Он подал знак, колеблющемуся с другой стороны двери, офицеру и тот открыл дверь автомобиля. Фюрер сделал глубокий вдох, окончательно успокоивший его, и вышел к встречающим его генералам.
Времени оказалось достаточно, что не только дойти до места встречи, но и ждать когда же фюрер решится выйти. Гитлер медлил, через стекло видно было, как постепенно менялось выражение его лица, от крайней степени бешенства до, с трудом сдерживаемого, умиротворения. Так же менялись и лица встречающих генералов - от заинтересованности до равнодушия, правда не у всех. Безусловно преданные Кейтель и Йодль, следили за всеми изменениями настроения Гитлера, спеша следовать ему. Большинство генералов и офицеров сохраняли нейтральное выражение лица. И только некоторые, стоящие на краях шеренги, как Витцлебен и Паулюс, позволили себе слегка усмехнуться, но и то так, чтобы не увидели эсэсовцы охраны, которым Гитлер с каждым днeм доверял всe больше и больше, заменяя ими армейскую охрану, везде где это возможно.

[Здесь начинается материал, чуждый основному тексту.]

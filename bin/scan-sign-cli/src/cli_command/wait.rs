use std::time::Duration;

use crate::{cli_command::CliCommand, state::State};
use anyhow::Error;
use async_trait::async_trait;

#[derive(Debug)]
pub struct Wait {
    duration: Duration,
}

#[async_trait]
impl CliCommand for Wait {
    async fn execute(self: Box<Self>, state: &mut State) -> Result<(), Error> {
        let humantime: humantime::Duration = self.duration.into();
        println!("Waiting {humantime}");
        tokio::time::sleep(self.duration).await;

        // Report a transfer that finished while we slept.
        if state.transfer.as_ref().map_or(false, |t| t.is_finished()) {
            state.collect_transfer(Duration::ZERO).await?;
        }
        Ok(())
    }

    fn parse_command_args(slice: &[&str]) -> Option<Self> {
        match slice {
            [humantime_string] => Some(Wait {
                duration: humantime_string.parse::<humantime::Duration>().ok()?.into(),
            }),
            _ => None,
        }
    }

    fn format() -> &'static str {
        "wait [humantime duration]"
    }

    fn aliases() -> Vec<&'static str> {
        vec!["wait"]
    }

    fn description() -> &'static str {
        "Waits the specified duration before continuing. Useful in scripts."
    }
}
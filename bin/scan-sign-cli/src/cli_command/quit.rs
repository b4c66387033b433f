use crate::{cli_command::CliCommand, state::State};
use anyhow::Error;
use async_trait::async_trait;

#[derive(Debug)]
pub struct Quit;

#[async_trait]
impl CliCommand for Quit {
    async fn execute(self: Box<Self>, state: &mut State) -> Result<(), Error> {
        state.shutdown().await?;
        std::process::exit(0)
    }

    fn parse_command_args(slice: &[&str]) -> Option<Self> {
        match slice {
            [] => Some(Quit),
            _ => None,
        }
    }

    fn format() -> &'static str {
        "quit"
    }

    fn aliases() -> Vec<&'static str> {
        vec!["quit", "q", "exit"]
    }

    fn description() -> &'static str {
        "Cancels any pending signature request, reports an unfinished transfer, and exits."
    }
}
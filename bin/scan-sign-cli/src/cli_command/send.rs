use std::time::Duration;

use crate::{cli_command::CliCommand, state::State};
use anyhow::{bail, Error};
use async_trait::async_trait;
use scan_sign::ExchangeStatus;

/// How long to wait for the signing request to show up before handing the
/// prompt back.
const DISPLAY_WAIT: Duration = Duration::from_secs(2);
const POLL_INTERVAL: Duration = Duration::from_millis(10);

#[derive(Debug)]
pub struct SendTransfer;

#[async_trait]
impl CliCommand for SendTransfer {
    async fn execute(self: Box<Self>, state: &mut State) -> Result<(), Error> {
        if state.transfer_running() {
            bail!("A transfer is already waiting. Scan a signature or cancel it first.");
        }
        state.collect_transfer(Duration::ZERO).await?;

        let config = state.client.config();
        println!(
            "Sending {} from {} to {}",
            config.amount, config.sender, config.receiver
        );
        let client = state.client.clone();
        state.transfer = Some(tokio::spawn(
            async move { client.submit_transfer().await },
        ));

        // Hand the prompt back once the request is displayed, or once the
        // transfer has already ended.
        let mut waited = Duration::ZERO;
        while waited < DISPLAY_WAIT {
            let awaiting = matches!(
                state.client.exchange().status().await,
                ExchangeStatus::AwaitingSignature { .. }
            );
            if awaiting || !state.transfer_running() {
                break;
            }
            tokio::time::sleep(POLL_INTERVAL).await;
            waited += POLL_INTERVAL;
        }
        if !state.transfer_running() {
            state.collect_transfer(Duration::ZERO).await?;
        }
        Ok(())
    }

    fn parse_command_args(slice: &[&str]) -> Option<Self> {
        match slice {
            [] => Some(SendTransfer),
            _ => None,
        }
    }

    fn format() -> &'static str {
        "send"
    }

    fn aliases() -> Vec<&'static str> {
        vec!["send", "transfer"]
    }

    fn description() -> &'static str {
        "Starts the configured transfer and prints the QR frames to sign."
    }
}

Паулюсу временами становилось страшно от своего вольнодумства. Привыкший только выполнять распоряжения начальства, он впервые оказался в ситуации, когда нужно было самому принимать какое-то решение. Если бы заговорщики, прямо предложившие ему предать фюрера, не принадлежали к его прямому или косвенному начальству, он бы никогда не поддержал их. Хотя он прекрасно понимал, что предпринятый Гитлером курс попросту губителен для Германии. Ещe Мольтке говорил, что война на два фронта закончится для Германии неминуемым поражением. Тем более, если противниками являются Английская империя, включающая восьмую часть населения мира, и Россия, настолько необъятная, что даже скоростной экспресс пересекает еe более недели, а уж сколько времени понадобится пехоте, можно только гадать.
Конечно, если бы удался намеченный по плану Барбаросса прорыв танковых групп, то сейчас русским пришлось бы пятиться на восток. Но шедевр стратегической мысли, которым несомненно был разработанным им план, похоронен под гусеницами русских танковых корпусов. Панцеры выбиты русской артиллерией и танками, а те которые остались, были брошены экипажами из-за отсутствия горючего. Если бы у Гитлера хватило разума, хотя бы на второй или даже третий день, дать приказ об отступлении, то ситуация не была бы такой критической. А вместо этого в бой были брошены танковые дивизии вторых эшелонов, что привело к катастрофе. Оставшаяся без поддержки панцеров пехота была обречена на разгром, и только умение генералов и фельдмаршалов вермахта позволило спасти хотя бы часть еe от полного уничтожения. Паулюс покосился на фюрера, наконец-то покинувшего автомобиль, но пока не отходившего от него. Если бы не вмешательство этого "ефрейтора от стратегии", то ситуация не была бы столь критической. Но фюрер вмешивался в действия командования то, утверждая, то отменяя, нередко через несколько часов, их приказы. Отдавал свои указания через головы фронтового командования армиям, корпусам, а то и непосредственно дивизиям, внося в руководство войсками невероятную путаницу.